La maggioranza guidata dal Sindaco Riccardo Gullo respinge con fermezza le accuse dell’opposizione, denunciando una sistematica confusione tra il piano del diritto amministrativo e quello del giudizio di merito. Secondo il gruppo Rinascita Eoliana, la recente ordinanza del TAR sull’accesso agli atti non certifica alcuna irregolarità, ma rappresenta un semplice diritto di visione che l’opposizione starebbe strumentalizzando per costruire un caso politico inesistente.
La nota mette in luce una strategia definita come “ingorgo programmato”, attraverso la quale il Presidente del Consiglio avrebbe sommerso gli uffici — in particolare il servizio idrico, gestito da un’unica persona — di richieste ridondanti e sproporzionate. L’obiettivo, secondo la maggioranza, non era la trasparenza ma il puro ostruzionismo, mirato a rallentare i lavori sul bilancio per poi accusare l’amministrazione di inefficienza.

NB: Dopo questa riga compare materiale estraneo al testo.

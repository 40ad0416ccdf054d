//! Weighted median-cut quantizer.

use std::collections::HashMap;

use super::{Palette, PixelAssignment, MAX_PALETTE_SIZE};
use crate::color::Rgb;
use crate::raster::{try_alloc, AllocError, ChannelPlane};

/// Weight of an opaque pixel. Alpha-weighted pixels use their alpha
/// directly, so `alpha / 255` relative to an opaque pixel.
const OPAQUE_WEIGHT: u64 = 255;

/// A cluster of distinct colors with accumulated weights.
#[derive(Debug, Clone)]
struct ColorBox {
    entries: Vec<(Rgb, u64)>,
}

impl ColorBox {
    fn new(entries: Vec<(Rgb, u64)>) -> Self {
        Self { entries }
    }

    fn total_weight(&self) -> u64 {
        self.entries.iter().map(|(_, w)| w).sum()
    }

    /// (channel, range) of the widest channel; ties resolve R, G, B.
    fn widest_channel(&self) -> (usize, u8) {
        let mut min = [u8::MAX; 3];
        let mut max = [u8::MIN; 3];
        for (color, _) in &self.entries {
            for (ch, v) in color.to_bytes().into_iter().enumerate() {
                min[ch] = min[ch].min(v);
                max[ch] = max[ch].max(v);
            }
        }

        let mut best = (0, 0);
        for ch in 0..3 {
            let range = max[ch].saturating_sub(min[ch]);
            if range > best.1 {
                best = (ch, range);
            }
        }
        best
    }

    /// Weighted average of the members, rounded to nearest.
    fn representative(&self) -> Rgb {
        let total = self.total_weight().max(1);
        let mut sums = [0u64; 3];
        for (color, w) in &self.entries {
            for (sum, v) in sums.iter_mut().zip(color.to_bytes()) {
                *sum += v as u64 * w;
            }
        }
        let avg = sums.map(|s| ((s + total / 2) / total).min(255) as u8);
        Rgb::from_bytes(avg)
    }

    /// Split at the weighted median of `channel`. Both halves are non-empty.
    fn split(mut self, channel: usize) -> (ColorBox, ColorBox) {
        self.entries
            .sort_unstable_by_key(|&(color, _)| (color.channel(channel), color));

        let total = self.total_weight();
        let mut accumulated = 0u64;
        let mut split_idx = 1;
        for (i, (_, w)) in self.entries.iter().enumerate() {
            accumulated += w;
            if accumulated * 2 >= total {
                split_idx = i + 1;
                break;
            }
        }
        split_idx = split_idx.clamp(1, self.entries.len() - 1);

        let upper = self.entries.split_off(split_idx);
        (ColorBox::new(self.entries), ColorBox::new(upper))
    }
}

/// Result of quantizing an RGB plane.
#[derive(Debug, Clone)]
pub struct Quantized {
    /// At most `K` distinct representatives
    pub palette: Palette,
    /// Nearest palette index for every pixel
    pub assignment: PixelAssignment,
}

impl Quantized {
    /// The quantized colors as an RGB plane.
    pub fn to_rgb_plane(&self) -> Result<ChannelPlane, AllocError> {
        self.assignment.render(&self.palette)
    }
}

/// Median-cut quantizer targeting at most `max_colors` colors.
#[derive(Debug, Clone, Copy, PartialEq, Eq)]
pub struct MedianCut {
    max_colors: usize,
}

impl MedianCut {
    /// # Panics
    ///
    /// Panics unless `1 <= max_colors <= 256`.
    pub fn new(max_colors: usize) -> Self {
        assert!(
            (1..=MAX_PALETTE_SIZE).contains(&max_colors),
            "max_colors must be in 1..=256, got {max_colors}"
        );
        Self { max_colors }
    }

    #[inline]
    pub fn max_colors(&self) -> usize {
        self.max_colors
    }

    /// Build a palette for `rgb` and assign every pixel to it.
    ///
    /// `alpha`, when given, only weights palette construction; it is not
    /// read or changed otherwise.
    pub fn quantize(
        &self,
        rgb: &ChannelPlane,
        alpha: Option<&ChannelPlane>,
    ) -> Result<Quantized, AllocError> {
        let palette = self.build_palette(rgb, alpha);

        let mut indices = try_alloc(rgb.pixel_count())?;
        let mut cache: HashMap<Rgb, u8> = HashMap::new();
        for color in rgb.colors() {
            let idx = *cache
                .entry(color)
                .or_insert_with(|| palette.nearest(color) as u8);
            indices.push(idx);
        }

        Ok(Quantized {
            assignment: PixelAssignment::new(indices, rgb.width(), rgb.height()),
            palette,
        })
    }

    /// Run median cut and return only the palette.
    pub fn build_palette(&self, rgb: &ChannelPlane, alpha: Option<&ChannelPlane>) -> Palette {
        let mut histogram = weighted_histogram(rgb, alpha);
        if histogram.is_empty() {
            // Nothing visible: fall back to plain counts so every pixel
            // still has a representative.
            tracing::debug!("all pixels transparent, building unweighted palette");
            histogram = weighted_histogram(rgb, None);
        }
        let distinct = histogram.len();

        let mut boxes = vec![ColorBox::new(histogram)];
        while boxes.len() < self.max_colors {
            let mut best: Option<(usize, usize, u8)> = None;
            for (i, b) in boxes.iter().enumerate() {
                if b.entries.len() < 2 {
                    continue;
                }
                let (channel, range) = b.widest_channel();
                match best {
                    Some((_, _, widest)) if range <= widest => {}
                    _ => best = Some((i, channel, range)),
                }
            }

            let Some((idx, channel, _)) = best else {
                break;
            };

            // Lower half keeps the cluster's slot, upper half goes last
            let target = std::mem::replace(&mut boxes[idx], ColorBox::new(Vec::new()));
            let (lower, upper) = target.split(channel);
            boxes[idx] = lower;
            boxes.push(upper);
        }

        let palette = Palette::from_representatives(boxes.iter().map(ColorBox::representative));
        tracing::trace!(
            distinct,
            clusters = boxes.len(),
            colors = palette.len(),
            "median cut finished"
        );
        palette
    }
}

/// Distinct colors with their summed weights, sorted by color.
///
/// Opaque pixels weigh [`OPAQUE_WEIGHT`]; with a non-opaque alpha plane
/// each pixel weighs its alpha and fully transparent pixels are left out.
fn weighted_histogram(rgb: &ChannelPlane, alpha: Option<&ChannelPlane>) -> Vec<(Rgb, u64)> {
    let mut counts: HashMap<Rgb, u64> = HashMap::new();
    match alpha.filter(|a| !a.is_opaque()) {
        Some(alpha) => {
            for (color, &a) in rgb.colors().zip(alpha.samples()) {
                if a > 0 {
                    *counts.entry(color).or_insert(0) += a as u64;
                }
            }
        }
        None => {
            for color in rgb.colors() {
                *counts.entry(color).or_insert(0) += OPAQUE_WEIGHT;
            }
        }
    }

    let mut entries: Vec<(Rgb, u64)> = counts.into_iter().collect();
    entries.sort_unstable_by_key(|&(color, _)| color);
    entries
}
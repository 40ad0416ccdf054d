//! Codec boundary: bytes in, [`RasterImage`](pixel_art::RasterImage) out, and back.
//!
//! Decoding accepts anything the `image` crate can sniff from content.
//! Encoding picks the container from the output file extension.

mod decode;
mod encode;

pub use decode::{decode, image_info, DecodedImage, ImageInfo};
pub use encode::{encode, EncodeOptions, OutputFormat, DEFAULT_JPEG_QUALITY};
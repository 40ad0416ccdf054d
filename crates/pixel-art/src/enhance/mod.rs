//! Contrast and saturation enhancement.
//!
//! Enhancement runs first in the pipeline, on the full-resolution image,
//! before pixelation picks block representatives:
//!
//! 1. **Contrast** around a fixed neutral gray of 128, per channel:
//!    `v' = clamp(128 + (v - 128) * c, 0, 255)`
//! 2. **Saturation** around the pixel's luma
//!    `L = 0.299 R + 0.587 G + 0.114 B`:
//!    `v' = clamp(L + (v - L) * s, 0, 255)`
//!
//! Intermediate values stay in `f32`; each sample is rounded once at the
//! end. Alpha samples are copied through untouched.
//!
//! # Example
//!
//! ```
//! use pixel_art::{ChannelLayout, Enhancer, RasterImage};
//!
//! // saturation 0 turns color into gray
//! let image = RasterImage::new(1, 1, ChannelLayout::Rgba, vec![200, 40, 40, 77]).unwrap();
//! let gray = Enhancer::new(1.0, 0.0).enhance(&image).unwrap();
//!
//! let p = gray.pixel(0, 0);
//! assert_eq!(p[0], p[1]);
//! assert_eq!(p[1], p[2]);
//! assert_eq!(p[3], 77);
//! ```

mod enhancer;

pub use enhancer::{Enhancer, NEUTRAL_GRAY};
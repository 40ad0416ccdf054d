use anyhow::Context;
use clap::{Args, Parser, Subcommand};
use std::path::{Path, PathBuf};
use tracing_subscriber::{layer::SubscriberExt, util::SubscriberInitExt};

use img2pix::assets::{AssetLoader, ConfigSource};
use img2pix::codec::{self, OutputFormat};
use img2pix::models::{AppConfig, ParameterSet};
use img2pix::services::ConvertService;

#[derive(Parser)]
#[command(name = "img2pix")]
#[command(about = "Turn images into pixel art: block pixelation, median-cut palettes")]
#[command(version)]
struct Cli {
    /// Config file (default: $IMG2PIX_CONFIG, else the built-in config)
    #[arg(long, global = true)]
    config: Option<PathBuf>,

    /// Log pipeline stages
    #[arg(short, long, global = true)]
    verbose: bool,

    #[command(subcommand)]
    command: Option<Commands>,
}

#[derive(Subcommand)]
enum Commands {
    /// Convert a single image
    Convert {
        /// Input image (PNG, JPEG, BMP, GIF, TIFF, ...)
        input: PathBuf,

        /// Output file; the extension picks the format (png, jpg, bmp)
        #[arg(short, long)]
        output: PathBuf,

        #[command(flatten)]
        params: ParamArgs,
    },
    /// Convert many images in parallel
    Batch {
        /// Input images
        #[arg(required = true)]
        inputs: Vec<PathBuf>,

        /// Directory for the converted files
        #[arg(short, long)]
        out_dir: PathBuf,

        /// Output format: png, jpg or bmp
        #[arg(short, long, default_value = "png")]
        format: String,

        #[command(flatten)]
        params: ParamArgs,
    },
    /// Print image dimensions, mode and format as JSON
    Info {
        /// Image to inspect
        file: PathBuf,
    },
    /// Write the default config.yaml for customization
    Init {
        /// Overwrite an existing file
        #[arg(long, short)]
        force: bool,
    },
}

/// Processing overrides shared by convert and batch
#[derive(Args)]
struct ParamArgs {
    /// Named preset from the config file
    #[arg(long)]
    preset: Option<String>,

    /// Pixel block size (2-50)
    #[arg(short, long)]
    pixel_size: Option<u32>,

    /// Maximum palette size (2-256)
    #[arg(short, long)]
    colors: Option<u32>,

    /// Contrast multiplier (0.5-2.0)
    #[arg(long)]
    contrast: Option<f32>,

    /// Saturation multiplier (0.0-2.0)
    #[arg(long)]
    saturation: Option<f32>,

    /// Background color for flattening, e.g. "#ffffff"
    #[arg(long)]
    background: Option<String>,

    /// Flatten transparency onto the background
    #[arg(long)]
    flatten: bool,

    /// JPEG quality (1-100)
    #[arg(short, long)]
    quality: Option<u8>,
}

impl ParamArgs {
    fn overrides(&self) -> ParameterSet {
        ParameterSet {
            pixel_size: self.pixel_size,
            colors: self.colors,
            contrast: self.contrast,
            saturation: self.saturation,
            background: self.background.clone(),
            flatten: self.flatten.then_some(true),
        }
    }

    fn service(&self, config: &AppConfig) -> anyhow::Result<ConvertService> {
        let service =
            ConvertService::from_config(config, self.preset.as_deref(), &self.overrides(), self.quality)?;
        Ok(service)
    }
}

fn main() -> anyhow::Result<()> {
    let cli = Cli::parse();

    let default_filter = if cli.verbose {
        "img2pix=debug,pixel_art=debug"
    } else {
        "img2pix=info,pixel_art=warn"
    };
    tracing_subscriber::registry()
        .with(
            tracing_subscriber::EnvFilter::try_from_default_env()
                .unwrap_or_else(|_| default_filter.into()),
        )
        .with(
            tracing_subscriber::fmt::layer()
                .without_time()
                .with_writer(std::io::stderr),
        )
        .init();

    let config_file = cli
        .config
        .or_else(|| std::env::var("IMG2PIX_CONFIG").ok().map(PathBuf::from));
    let loader = AssetLoader::new(config_file);

    match cli.command {
        Some(Commands::Convert {
            input,
            output,
            params,
        }) => run_convert_command(&loader, &input, &output, &params),
        Some(Commands::Batch {
            inputs,
            out_dir,
            format,
            params,
        }) => run_batch_command(&loader, &inputs, &out_dir, &format, &params),
        Some(Commands::Info { file }) => run_info_command(&file),
        Some(Commands::Init { force }) => run_init_command(&loader, force),
        None => {
            run_status_command(&loader);
            Ok(())
        }
    }
}

fn load_config(loader: &AssetLoader) -> AppConfig {
    if let ConfigSource::Missing(path) = loader.config_source() {
        tracing::warn!(path = %path.display(), "Config file not found, using built-in config");
    }
    AppConfig::load_from_assets(loader)
}

/// Convert one file
fn run_convert_command(
    loader: &AssetLoader,
    input: &Path,
    output: &Path,
    params: &ParamArgs,
) -> anyhow::Result<()> {
    let config = load_config(loader);
    let service = params.service(&config)?;

    let report = service
        .convert_file(input, output)
        .with_context(|| format!("converting {}", input.display()))?;

    println!(
        "Converted {} -> {} ({}x{}, {} colors, {} bytes)",
        report.input.display(),
        report.output.display(),
        report.width,
        report.height,
        report.palette_size,
        report.bytes
    );
    Ok(())
}

/// Convert many files; exits non-zero if any file failed
fn run_batch_command(
    loader: &AssetLoader,
    inputs: &[PathBuf],
    out_dir: &Path,
    format: &str,
    params: &ParamArgs,
) -> anyhow::Result<()> {
    let format: OutputFormat = format.parse()?;
    let config = load_config(loader);
    let service = params.service(&config)?;

    let report = service.convert_batch(inputs, out_dir, format)?;

    for converted in &report.converted {
        println!("  ok    {}", converted.output.display());
    }
    for (input, e) in &report.failed {
        println!("  FAIL  {}: {e}", input.display());
    }
    println!(
        "\n{} converted, {} failed",
        report.converted.len(),
        report.failed.len()
    );

    if !report.is_success() {
        anyhow::bail!("{} of {} files failed", report.failed.len(), inputs.len());
    }
    Ok(())
}

/// Print image info as JSON
fn run_info_command(file: &Path) -> anyhow::Result<()> {
    let bytes = std::fs::read(file).with_context(|| format!("reading {}", file.display()))?;
    let info = codec::image_info(&bytes)?;
    println!("{}", serde_json::to_string_pretty(&info)?);
    Ok(())
}

/// Write the embedded config to disk
fn run_init_command(loader: &AssetLoader, force: bool) -> anyhow::Result<()> {
    let report = loader.init(force)?;

    for path in &report.written {
        println!("  wrote   {path}");
    }
    for path in &report.skipped {
        println!("  skipped {path} (exists, use --force to overwrite)");
    }
    Ok(())
}

/// Show version, config source and effective defaults
fn run_status_command(loader: &AssetLoader) {
    const VERSION: &str = env!("CARGO_PKG_VERSION");

    println!("img2pix v{VERSION} - pixel art from the command line\n");

    println!("Environment Variables:");
    println!(
        "  IMG2PIX_CONFIG = {}",
        std::env::var("IMG2PIX_CONFIG")
            .ok()
            .as_deref()
            .unwrap_or("(not set)")
    );
    println!(
        "  RUST_LOG       = {}",
        std::env::var("RUST_LOG")
            .ok()
            .as_deref()
            .unwrap_or("(not set)")
    );

    println!("\nConfig:  {}", loader.config_source());

    let config = AppConfig::load_from_assets(loader);
    println!("\nEffective Defaults:");
    match config.resolve(None, &ParameterSet::default()) {
        Ok(p) => {
            println!("  pixel_size = {}", p.pixel_size);
            println!("  colors     = {}", p.colors);
            println!("  contrast   = {}", p.contrast);
            println!("  saturation = {}", p.saturation);
            println!("  background = {}", p.background);
            println!("  flatten    = {}", p.composite);
            if let Err(e) = p.validate() {
                println!("  (invalid: {e})");
            }
        }
        Err(e) => println!("  (error: {e})"),
    }
    println!(
        "  jpeg_quality = {}, optimize_png = {}",
        config.output.jpeg_quality, config.output.optimize_png
    );

    println!("\nPresets:");
    let mut any = false;
    for name in config.preset_names() {
        let marker = if config.default_preset.as_deref() == Some(name) {
            " (default)"
        } else {
            ""
        };
        println!("  {name}{marker}");
        any = true;
    }
    if !any {
        println!("  (none)");
    }

    println!("\nRun 'img2pix --help' for usage.");
}
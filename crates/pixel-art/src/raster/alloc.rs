//! Fallible buffer allocation.

/// A sample buffer could not be allocated.
#[derive(Debug, Clone, Copy, PartialEq, Eq, thiserror::Error)]
#[error("failed to allocate {bytes} bytes")]
pub struct AllocError {
    /// Requested buffer size (`usize::MAX` when the size itself overflowed)
    pub bytes: usize,
}

/// Allocate an empty buffer with room for exactly `len` samples.
///
/// Large images are bounded only by memory, so plane buffers go through
/// `try_reserve_exact` instead of aborting the process on failure.
pub(crate) fn try_alloc(len: usize) -> Result<Vec<u8>, AllocError> {
    let mut buf = Vec::new();
    buf.try_reserve_exact(len)
        .map_err(|_| AllocError { bytes: len })?;
    Ok(buf)
}

/// `a * b * c` or an [`AllocError`] carrying `usize::MAX`.
pub(crate) fn checked_len(a: usize, b: usize, c: usize) -> Result<usize, AllocError> {
    a.checked_mul(b)
        .and_then(|n| n.checked_mul(c))
        .ok_or(AllocError { bytes: usize::MAX })
}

I fatti smentirebbero però la narrazione della minoranza: il bilancio è stato regolarmente approvato e il TAR ha già respinto il ricorso che ne chiedeva l’annullamento. Rinascita Eoliana accusa quindi l’opposizione di esercitare una “memoria a intermittenza”, celebrando le ordinanze procedurali ma tacendo sulle sentenze di merito sfavorevoli. Il documento si chiude con l’invito a interrompere una lotta personale che dura da tre anni, chiedendo un confronto politico che rispetti la dignità delle istituzioni e della comunità di Lipari.